### Problem:
Below are the records. How many of their lines contain "from"? Give only the number.
Start of Data supplied
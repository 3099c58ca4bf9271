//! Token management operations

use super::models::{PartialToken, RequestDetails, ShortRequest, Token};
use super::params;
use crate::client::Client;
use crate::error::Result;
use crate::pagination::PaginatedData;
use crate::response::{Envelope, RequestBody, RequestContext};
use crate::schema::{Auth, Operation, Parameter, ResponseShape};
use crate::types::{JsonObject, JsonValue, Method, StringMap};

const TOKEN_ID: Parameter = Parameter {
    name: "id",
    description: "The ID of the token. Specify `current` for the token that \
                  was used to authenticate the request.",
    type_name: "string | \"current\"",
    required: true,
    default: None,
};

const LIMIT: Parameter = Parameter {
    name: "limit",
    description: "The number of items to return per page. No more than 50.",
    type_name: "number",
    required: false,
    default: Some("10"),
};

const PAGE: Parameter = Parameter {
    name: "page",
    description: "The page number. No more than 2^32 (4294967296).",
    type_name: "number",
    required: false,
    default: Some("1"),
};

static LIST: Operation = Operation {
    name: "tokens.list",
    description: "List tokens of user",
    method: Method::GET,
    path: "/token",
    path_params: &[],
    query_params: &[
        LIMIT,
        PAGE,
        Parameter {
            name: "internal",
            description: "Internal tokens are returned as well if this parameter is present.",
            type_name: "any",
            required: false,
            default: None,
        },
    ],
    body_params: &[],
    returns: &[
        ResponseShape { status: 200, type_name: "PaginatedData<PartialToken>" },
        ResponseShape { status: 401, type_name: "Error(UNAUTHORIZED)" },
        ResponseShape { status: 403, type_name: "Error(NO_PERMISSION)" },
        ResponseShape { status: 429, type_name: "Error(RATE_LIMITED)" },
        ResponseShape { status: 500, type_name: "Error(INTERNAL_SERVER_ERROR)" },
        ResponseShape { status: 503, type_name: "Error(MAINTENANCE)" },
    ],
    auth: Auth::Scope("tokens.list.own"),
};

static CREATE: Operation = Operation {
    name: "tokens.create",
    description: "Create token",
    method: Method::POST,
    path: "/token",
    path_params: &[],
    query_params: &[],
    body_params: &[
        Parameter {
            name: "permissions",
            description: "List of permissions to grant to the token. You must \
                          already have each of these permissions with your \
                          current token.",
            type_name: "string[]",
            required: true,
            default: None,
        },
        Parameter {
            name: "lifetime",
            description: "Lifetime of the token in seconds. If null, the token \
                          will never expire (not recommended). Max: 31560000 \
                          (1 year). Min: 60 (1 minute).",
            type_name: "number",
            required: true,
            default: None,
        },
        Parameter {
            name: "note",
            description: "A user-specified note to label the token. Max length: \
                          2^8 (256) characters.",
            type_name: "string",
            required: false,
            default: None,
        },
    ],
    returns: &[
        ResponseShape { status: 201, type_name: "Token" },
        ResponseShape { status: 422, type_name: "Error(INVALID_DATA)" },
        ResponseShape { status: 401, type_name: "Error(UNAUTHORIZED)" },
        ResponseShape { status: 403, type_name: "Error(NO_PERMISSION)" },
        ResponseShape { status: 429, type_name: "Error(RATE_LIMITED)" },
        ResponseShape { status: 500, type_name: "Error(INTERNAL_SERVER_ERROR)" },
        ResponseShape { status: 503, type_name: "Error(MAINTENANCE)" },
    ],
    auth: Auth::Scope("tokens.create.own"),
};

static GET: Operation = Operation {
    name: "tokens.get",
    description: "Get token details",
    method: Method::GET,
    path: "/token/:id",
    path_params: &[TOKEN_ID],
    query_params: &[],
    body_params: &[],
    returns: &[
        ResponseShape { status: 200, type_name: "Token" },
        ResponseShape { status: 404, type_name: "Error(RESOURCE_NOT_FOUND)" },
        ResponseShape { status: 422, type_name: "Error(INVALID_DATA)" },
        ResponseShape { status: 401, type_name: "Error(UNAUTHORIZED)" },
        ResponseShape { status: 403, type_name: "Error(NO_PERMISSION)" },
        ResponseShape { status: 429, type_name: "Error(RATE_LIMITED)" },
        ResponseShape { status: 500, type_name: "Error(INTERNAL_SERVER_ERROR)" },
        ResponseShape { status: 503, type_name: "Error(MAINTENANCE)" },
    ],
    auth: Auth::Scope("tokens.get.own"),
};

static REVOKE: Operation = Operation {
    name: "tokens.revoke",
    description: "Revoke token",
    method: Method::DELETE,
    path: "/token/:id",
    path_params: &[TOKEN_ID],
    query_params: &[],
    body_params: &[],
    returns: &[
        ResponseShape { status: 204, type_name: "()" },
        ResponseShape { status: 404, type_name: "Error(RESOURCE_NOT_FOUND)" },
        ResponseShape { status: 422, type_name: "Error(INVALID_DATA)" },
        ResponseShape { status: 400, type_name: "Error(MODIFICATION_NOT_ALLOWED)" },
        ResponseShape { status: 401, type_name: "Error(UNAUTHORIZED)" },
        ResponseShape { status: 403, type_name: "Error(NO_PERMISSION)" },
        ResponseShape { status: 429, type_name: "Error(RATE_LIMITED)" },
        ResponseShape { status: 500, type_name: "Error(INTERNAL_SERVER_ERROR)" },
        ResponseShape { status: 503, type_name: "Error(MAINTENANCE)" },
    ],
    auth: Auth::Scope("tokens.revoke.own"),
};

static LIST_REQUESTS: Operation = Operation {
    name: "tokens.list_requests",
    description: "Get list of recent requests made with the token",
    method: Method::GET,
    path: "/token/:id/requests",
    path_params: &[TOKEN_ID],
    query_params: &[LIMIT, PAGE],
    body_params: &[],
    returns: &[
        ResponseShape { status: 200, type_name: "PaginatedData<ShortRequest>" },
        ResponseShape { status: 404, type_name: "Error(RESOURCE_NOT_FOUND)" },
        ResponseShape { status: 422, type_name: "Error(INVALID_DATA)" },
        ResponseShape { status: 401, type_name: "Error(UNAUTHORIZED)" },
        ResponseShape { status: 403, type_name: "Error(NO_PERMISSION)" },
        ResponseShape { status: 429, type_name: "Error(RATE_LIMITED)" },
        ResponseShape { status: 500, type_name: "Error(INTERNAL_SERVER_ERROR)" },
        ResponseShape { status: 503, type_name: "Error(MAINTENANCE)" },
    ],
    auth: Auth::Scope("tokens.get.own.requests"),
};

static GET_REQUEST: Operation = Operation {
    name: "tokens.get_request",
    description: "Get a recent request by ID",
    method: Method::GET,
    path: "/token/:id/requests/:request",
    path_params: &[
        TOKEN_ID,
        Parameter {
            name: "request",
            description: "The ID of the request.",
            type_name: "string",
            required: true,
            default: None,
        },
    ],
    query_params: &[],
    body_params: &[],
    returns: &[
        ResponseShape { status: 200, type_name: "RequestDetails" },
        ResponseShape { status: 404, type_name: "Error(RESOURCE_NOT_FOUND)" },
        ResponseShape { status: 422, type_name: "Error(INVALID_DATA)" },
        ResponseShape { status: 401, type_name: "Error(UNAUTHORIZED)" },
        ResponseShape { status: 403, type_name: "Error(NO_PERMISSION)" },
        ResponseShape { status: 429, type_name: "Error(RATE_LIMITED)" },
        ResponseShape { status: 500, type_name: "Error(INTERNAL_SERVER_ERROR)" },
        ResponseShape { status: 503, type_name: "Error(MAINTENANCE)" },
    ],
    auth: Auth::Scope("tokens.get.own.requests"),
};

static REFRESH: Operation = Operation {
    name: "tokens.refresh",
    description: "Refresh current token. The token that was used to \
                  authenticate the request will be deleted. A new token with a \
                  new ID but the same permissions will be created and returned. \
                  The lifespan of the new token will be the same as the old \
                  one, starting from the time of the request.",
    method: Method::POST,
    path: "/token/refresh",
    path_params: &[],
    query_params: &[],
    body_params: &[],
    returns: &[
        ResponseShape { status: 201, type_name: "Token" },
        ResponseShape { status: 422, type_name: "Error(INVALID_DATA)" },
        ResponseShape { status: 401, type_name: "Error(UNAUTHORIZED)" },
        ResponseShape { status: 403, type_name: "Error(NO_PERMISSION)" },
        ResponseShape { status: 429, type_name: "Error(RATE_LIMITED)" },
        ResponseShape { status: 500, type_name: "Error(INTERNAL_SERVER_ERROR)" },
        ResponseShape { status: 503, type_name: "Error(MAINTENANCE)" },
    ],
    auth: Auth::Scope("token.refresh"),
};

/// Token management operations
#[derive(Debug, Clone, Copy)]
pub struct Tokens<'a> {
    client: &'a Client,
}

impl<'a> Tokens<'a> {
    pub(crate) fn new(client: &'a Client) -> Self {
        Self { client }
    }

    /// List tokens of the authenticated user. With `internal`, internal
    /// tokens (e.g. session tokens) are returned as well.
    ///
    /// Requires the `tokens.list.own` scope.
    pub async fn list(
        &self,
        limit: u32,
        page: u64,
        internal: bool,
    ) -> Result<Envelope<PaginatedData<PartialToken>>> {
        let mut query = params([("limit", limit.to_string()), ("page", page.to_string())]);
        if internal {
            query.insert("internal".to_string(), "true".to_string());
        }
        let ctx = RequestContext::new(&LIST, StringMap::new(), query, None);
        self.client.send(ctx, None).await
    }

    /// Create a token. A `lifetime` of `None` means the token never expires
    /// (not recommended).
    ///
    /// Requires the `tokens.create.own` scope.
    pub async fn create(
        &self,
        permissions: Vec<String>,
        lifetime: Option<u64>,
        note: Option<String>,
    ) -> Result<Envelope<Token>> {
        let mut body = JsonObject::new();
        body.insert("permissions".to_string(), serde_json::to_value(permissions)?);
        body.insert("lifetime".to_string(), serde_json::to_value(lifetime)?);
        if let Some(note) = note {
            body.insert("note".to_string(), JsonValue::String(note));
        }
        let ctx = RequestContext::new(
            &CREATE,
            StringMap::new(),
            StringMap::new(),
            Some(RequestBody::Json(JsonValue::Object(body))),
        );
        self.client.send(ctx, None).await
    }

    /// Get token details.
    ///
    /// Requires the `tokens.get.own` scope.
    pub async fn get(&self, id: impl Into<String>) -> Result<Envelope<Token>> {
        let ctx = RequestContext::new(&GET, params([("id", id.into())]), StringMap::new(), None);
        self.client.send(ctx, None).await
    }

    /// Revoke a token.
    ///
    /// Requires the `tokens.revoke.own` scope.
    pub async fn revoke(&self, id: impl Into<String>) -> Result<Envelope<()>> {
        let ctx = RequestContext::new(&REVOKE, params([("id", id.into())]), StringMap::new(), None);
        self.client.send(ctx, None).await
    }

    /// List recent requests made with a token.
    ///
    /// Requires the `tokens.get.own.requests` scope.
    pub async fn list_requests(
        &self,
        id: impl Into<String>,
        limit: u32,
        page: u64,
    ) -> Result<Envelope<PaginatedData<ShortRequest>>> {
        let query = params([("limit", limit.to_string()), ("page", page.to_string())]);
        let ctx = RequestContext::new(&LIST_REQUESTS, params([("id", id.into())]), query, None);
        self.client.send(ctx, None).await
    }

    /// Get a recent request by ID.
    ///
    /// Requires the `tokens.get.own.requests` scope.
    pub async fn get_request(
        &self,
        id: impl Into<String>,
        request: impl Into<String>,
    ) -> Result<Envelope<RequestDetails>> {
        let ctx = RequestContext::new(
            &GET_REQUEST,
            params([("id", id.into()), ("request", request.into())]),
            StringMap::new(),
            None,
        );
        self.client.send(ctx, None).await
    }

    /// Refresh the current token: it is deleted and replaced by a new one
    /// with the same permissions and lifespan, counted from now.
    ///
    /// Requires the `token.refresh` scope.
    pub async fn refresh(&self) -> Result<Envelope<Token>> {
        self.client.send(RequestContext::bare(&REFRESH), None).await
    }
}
End of Data supplied
### Problem solution:
2